▶ [What you are asked to do] Copy out the entries below exactly as they stand, but only from the line containing "let bodies: Vec<String>" through the line containing "prop_assert_eq!(&first, &render(&state));".

BEGIN Recorded information

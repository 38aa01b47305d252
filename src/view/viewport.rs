//! Painting the visible slice of the scrollback buffer.

use crate::model::scroll::ScrollState;
use ratatui::text::Text;
use ratatui::widgets::Paragraph;
use ratatui::Frame;

/// Plain text of the visible blocks, each followed by a newline.
///
/// No wrapping or truncation by width happens here. An empty buffer or a
/// zero-height viewport renders as the empty string.
pub fn render(state: &ScrollState) -> String {
    let mut out = String::new();
    for block in state.visible() {
        out.push_str(&block.text());
        out.push('\n');
    }
    out
}

/// Draw the visible blocks, styled, into the whole frame.
///
/// The viewport counts blocks, so the window can hold more rows than the
/// frame. In that case the top rows are dropped and the newest rows stay on
/// screen.
pub fn draw(frame: &mut Frame, state: &ScrollState) {
    let area = frame.area();
    let mut lines = state
        .visible()
        .iter()
        .flat_map(|block| block.lines())
        .collect::<Vec<_>>();
    let overflow = lines.len().saturating_sub(area.height as usize);
    lines.drain(..overflow);
    frame.render_widget(Paragraph::new(Text::from(lines)), area);
}

#[cfg(test)]
mod tests {
    use super::*;
    use crate::model::record::decode;
    use crate::view::format::{format_record, FormattedBlock};
    use proptest::prelude::*;
    use ratatui::backend::TestBackend;
    use ratatui::Terminal;

    fn state_with(height: usize, bodies: &[&str]) -> ScrollState {
        let mut state = ScrollState::new();
        state.resize(80, height);
        for body in bodies {
            state.append(FormattedBlock::diagnostic(*body));
        }
        state
    }

    fn screen_rows(terminal: &Terminal<TestBackend>) -> Vec<String> {
        let buffer = terminal.backend().buffer();
        (0..buffer.area.height)
            .map(|y| {
                (0..buffer.area.width)
                    .map(|x| buffer[(x, y)].symbol())
                    .collect::<String>()
                    .trim_end()
                    .to_string()
            })
            .collect()
    }

    #[test]
    fn test_render_empty_buffer() {
        assert_eq!(render(&state_with(10, &[])), "");
    }

    #[test]
    fn test_render_zero_height() {
        assert_eq!(render(&state_with(0, &["a", "b"])), "");
    }

    #[test]
    fn test_render_concatenates_window() {
        let state = state_with(2, &["a", "b", "c"]);
        assert_eq!(render(&state), "b\nc\n");
    }

    #[test]
    fn test_draw_paints_visible_blocks() {
        let state = state_with(2, &["first", "second", "third\nmore"]);
        let mut terminal = Terminal::new(TestBackend::new(20, 4)).unwrap();
        terminal.draw(|frame| draw(frame, &state)).unwrap();

        assert_eq!(screen_rows(&terminal), vec!["second", "third", "more", ""]);
    }

    #[test]
    fn test_draw_keeps_bottom_rows_on_overflow() {
        let state = state_with(3, &["a\nb", "c\nd", "e\nf"]);
        let mut terminal = Terminal::new(TestBackend::new(10, 3)).unwrap();
        terminal.draw(|frame| draw(frame, &state)).unwrap();

        assert_eq!(screen_rows(&terminal), vec!["d", "e", "f"]);
    }

    #[test]
    fn test_draw_shows_newest_block_when_following() {
        // Four two-row blocks in a four-row viewport
        let mut state = ScrollState::new();
        state.resize(40, 4);
        for n in 0..6 {
            let line = format!(
                r#"{{"namespace":"n{n}","time":"t{n}","priority":"debug","payload":"p{n}"}}"#
            );
            state.append(format_record(&decode(&line).unwrap()));
        }
        assert_eq!(state.offset(), 2);

        let mut terminal = Terminal::new(TestBackend::new(40, 4)).unwrap();
        terminal.draw(|frame| draw(frame, &state)).unwrap();

        assert_eq!(
            screen_rows(&terminal),
            vec!["t4 | n4 | debug", "p4", "t5 | n5 | debug", "p5"]
        );
    }

    proptest! {
        /// Property: rendering is a pure function of the state
        #[test]
        fn render_is_idempotent(height in 0usize..8, count in 0usize..20, ups in 0usize..10) {
            let bodies: Vec<String> = (0..count).map(|n| format!("line {}", n)).collect();
            let refs: Vec<&str> = bodies.iter().map(String::as_str).collect();
            let mut state = state_with(height, &refs);
            for _ in 0..ups {
                state.scroll_up();
            }
            let first = render(&state);
            prop_assert_eq!(&first, &render(&state));
            prop_assert_eq!(first.lines().count(), count.min(height));
        }
    }
}
use anyhow::{Context, Result as AnyhowResult};
use clap::Parser;
use crossterm::event::{poll as event_poll, read as event_read, Event as CrosstermEvent};
use logpeek::app::{Transition, Viewer, ViewerEvent};
use logpeek::services::ingest::spawn_ingest;
use logpeek::services::terminal_modes::{self, TerminalModes};
use logpeek::services::{log_dirs, stdin_source, tracing_setup};
use logpeek::view::format::FormattedBlock;
use ratatui::Terminal;
use std::{
    io::{self, stdout},
    path::PathBuf,
    sync::mpsc::Receiver,
    time::{Duration, Instant},
};

/// Blocks appended per loop iteration before input events get a turn.
const MAX_BLOCKS_PER_TICK: usize = 1024;

/// A terminal viewer for newline-delimited JSON logs
#[derive(Parser, Debug)]
#[command(name = "logpeek")]
#[command(about = "Scroll through JSON log records as they stream in", long_about = None)]
#[command(version)]
struct Args {
    /// File to read records from instead of stdin. Use "-" for stdin.
    #[arg(value_name = "INPUT")]
    input: Option<PathBuf>,

    /// Path to log file for viewer diagnostics (default: per-process file in the state dir)
    #[arg(long, value_name = "PATH")]
    log_file: Option<PathBuf>,
}

fn main() -> AnyhowResult<()> {
    let args = Args::parse();

    let log_file = args.log_file.clone().unwrap_or_else(log_dirs::main_log_path);
    if let Err(e) = tracing_setup::init_global(&log_file) {
        eprintln!("Warning: diagnostics logging disabled: {:#}", e);
    }
    log_dirs::cleanup_stale_logs();
    tracing::info!("Viewer starting");

    // Must run before raw mode: it may take the log pipe off stdin
    let input = stdin_source::open_input(args.input.as_deref())?;
    let (blocks, _ingest_handle) = spawn_ingest(input)?;

    let original_hook = std::panic::take_hook();
    std::panic::set_hook(Box::new(move |panic| {
        terminal_modes::emergency_cleanup();
        original_hook(panic);
    }));

    let mut terminal_modes = TerminalModes::enable().context("Failed to set up terminal")?;

    let backend = ratatui::backend::CrosstermBackend::new(stdout());
    let mut terminal = Terminal::new(backend).context("Failed to create terminal")?;
    terminal.clear()?;

    let size = terminal.size()?;
    tracing::info!("Terminal size: {}x{}", size.width, size.height);

    let mut viewer = Viewer::new();
    viewer.handle_event(ViewerEvent::Resize(size.width, size.height));

    let result = run_event_loop(&mut viewer, &mut terminal, &blocks);

    // The ingestion thread may be parked in a blocking read; it is abandoned on exit.
    terminal_modes.undo();
    if let Err(e) = &result {
        tracing::error!("Event loop failed: {:#}", e);
    } else {
        tracing::info!("Viewer exiting");
    }
    result
}

/// Main event loop
fn run_event_loop(
    viewer: &mut Viewer,
    terminal: &mut Terminal<ratatui::backend::CrosstermBackend<io::Stdout>>,
    blocks: &Receiver<FormattedBlock>,
) -> AnyhowResult<()> {
    const FRAME_DURATION: Duration = Duration::from_millis(16); // 60fps
    let mut last_render = Instant::now();
    let mut needs_render = true;
    let mut input_open = true;

    loop {
        if input_open {
            let outcome = viewer.drain_blocks(blocks, MAX_BLOCKS_PER_TICK);
            if outcome.received > 0 {
                needs_render = true;
            }
            if outcome.disconnected {
                tracing::info!("Ingestion finished, {} blocks buffered", viewer.state().len());
                input_open = false;
            }
        }

        if viewer.is_stopped() {
            break;
        }

        if needs_render && last_render.elapsed() >= FRAME_DURATION {
            terminal.draw(|frame| viewer.draw(frame))?;
            last_render = Instant::now();
            needs_render = false;
        }

        let timeout = if needs_render {
            FRAME_DURATION.saturating_sub(last_render.elapsed())
        } else {
            Duration::from_millis(50)
        };

        if !event_poll(timeout)? {
            continue;
        }

        let transition = match event_read()? {
            CrosstermEvent::Key(key_event) => viewer.handle_event(ViewerEvent::Key(key_event)),
            CrosstermEvent::Resize(width, height) => {
                viewer.handle_event(ViewerEvent::Resize(width, height))
            }
            _ => Transition::Unchanged,
        };

        match transition {
            Transition::Redraw => needs_render = true,
            Transition::Quit => break,
            Transition::Unchanged => {}
        }
    }

    Ok(())
}
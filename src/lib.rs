// Viewer library - exposes all core modules for testing

pub mod app;
pub mod input;
pub mod model;
pub mod services;
pub mod view;
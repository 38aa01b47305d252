//! Terminal mode management
//!
//! The viewer needs raw mode (keys arrive unbuffered, Ctrl+C arrives as a key)
//! and the alternate screen. `TerminalModes` tracks which of those were
//! enabled and restores the terminal via `undo()` or on drop.

use anyhow::Result;
use crossterm::{
    cursor::{Hide, Show},
    terminal::{disable_raw_mode, enable_raw_mode, EnterAlternateScreen, LeaveAlternateScreen},
    ExecutableCommand,
};
use std::io::{stdout, Write};

#[derive(Debug, Default)]
pub struct TerminalModes {
    raw_mode: bool,
    alternate_screen: bool,
}

impl TerminalModes {
    pub fn new() -> Self {
        Self::default()
    }

    /// Enter raw mode and the alternate screen.
    ///
    /// On error, any partially enabled mode is undone before returning.
    pub fn enable() -> Result<Self> {
        let mut modes = Self::new();

        if let Err(e) = enable_raw_mode() {
            tracing::error!("Failed to enable raw mode: {}", e);
            return Err(e.into());
        }
        modes.raw_mode = true;
        tracing::debug!("Enabled raw mode");

        if let Err(e) = stdout().execute(EnterAlternateScreen) {
            tracing::error!("Failed to enter alternate screen: {}", e);
            modes.undo();
            return Err(e.into());
        }
        modes.alternate_screen = true;
        tracing::debug!("Entered alternate screen");

        let _ = stdout().execute(Hide);

        Ok(modes)
    }

    /// Restore the terminal. Safe to call more than once.
    pub fn undo(&mut self) {
        if self.raw_mode {
            let _ = disable_raw_mode();
            self.raw_mode = false;
            tracing::debug!("Disabled raw mode");
        }

        if self.alternate_screen {
            let _ = stdout().execute(Show);
            let _ = stdout().execute(LeaveAlternateScreen);
            self.alternate_screen = false;
            tracing::debug!("Left alternate screen");
        }

        let _ = stdout().flush();
    }

    pub fn raw_mode_enabled(&self) -> bool {
        self.raw_mode
    }

    pub fn alternate_screen_enabled(&self) -> bool {
        self.alternate_screen
    }
}

impl Drop for TerminalModes {
    fn drop(&mut self) {
        self.undo();
    }
}

/// Unconditionally restore terminal state without tracking.
///
/// For panic hooks, where the `TerminalModes` instance is out of reach.
pub fn emergency_cleanup() {
    let _ = disable_raw_mode();
    let _ = stdout().execute(Show);
    let _ = stdout().execute(LeaveAlternateScreen);
    let _ = stdout().flush();
}
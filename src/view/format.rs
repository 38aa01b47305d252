//! Turning decoded records into display blocks.

use crate::model::record::{LogRecord, Payload};
use crate::view::theme::severity_color;
use ratatui::style::{Color, Style};
use ratatui::text::{Line, Span};

/// Body of the block emitted when reading the input stream fails.
pub const READ_ERROR_NOTICE: &str = "error reading stdin";

/// Header line of a block: `<timestamp> | <namespace> | <severity>`.
#[derive(Debug, Clone, PartialEq, Eq)]
pub struct BlockHeader {
    pub timestamp: String,
    pub namespace: String,
    pub severity: String,
    /// Foreground color of the timestamp.
    pub color: Color,
}

/// Immutable display text for one input line.
#[derive(Debug, Clone, PartialEq, Eq)]
pub struct FormattedBlock {
    header: Option<BlockHeader>,
    body: String,
}

impl FormattedBlock {
    /// A header-less block carrying a notice instead of a record.
    pub fn diagnostic(message: impl Into<String>) -> Self {
        Self {
            header: None,
            body: message.into(),
        }
    }

    pub fn header(&self) -> Option<&BlockHeader> {
        self.header.as_ref()
    }

    pub fn body(&self) -> &str {
        &self.body
    }

    /// Plain text of the block, without styling.
    pub fn text(&self) -> String {
        match &self.header {
            Some(h) => format!(
                "{} | {} | {}\n{}",
                h.timestamp, h.namespace, h.severity, self.body
            ),
            None => self.body.clone(),
        }
    }

    /// Styled terminal lines for the block.
    pub fn lines(&self) -> Vec<Line<'_>> {
        let mut lines = Vec::new();
        if let Some(h) = &self.header {
            lines.push(Line::from(vec![
                Span::styled(h.timestamp.as_str(), Style::default().fg(h.color)),
                Span::raw(format!(" | {} | {}", h.namespace, h.severity)),
            ]));
        }
        lines.extend(self.body.split('\n').map(Line::raw));
        lines
    }
}

/// Format a decoded record. Never fails; missing fields show as empty text.
pub fn format_record(record: &LogRecord) -> FormattedBlock {
    FormattedBlock {
        header: Some(BlockHeader {
            timestamp: record.timestamp.clone(),
            namespace: record.namespace.clone(),
            severity: record.severity.clone(),
            color: severity_color(&record.severity),
        }),
        body: render_payload(&record.payload),
    }
}

/// String payloads verbatim, anything else pretty-printed with 2-space indents.
fn render_payload(payload: &Payload) -> String {
    match payload {
        Payload::Text(s) => s.clone(),
        // Serializing a Value cannot fail.
        Payload::Structured(v) => serde_json::to_string_pretty(v).unwrap_or_default(),
    }
}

END Recorded information

▶ [Reply to the exercise]
            let bodies: Vec<String> = (0..count).map(|n| format!("line {}", n)).collect();
            let refs: Vec<&str> = bodies.iter().map(String::as_str).collect();
            let mut state = state_with(height, &refs);
            for _ in 0..ups {
                state.scroll_up();
            }
            let first = render(&state);
            prop_assert_eq!(&first, &render(&state));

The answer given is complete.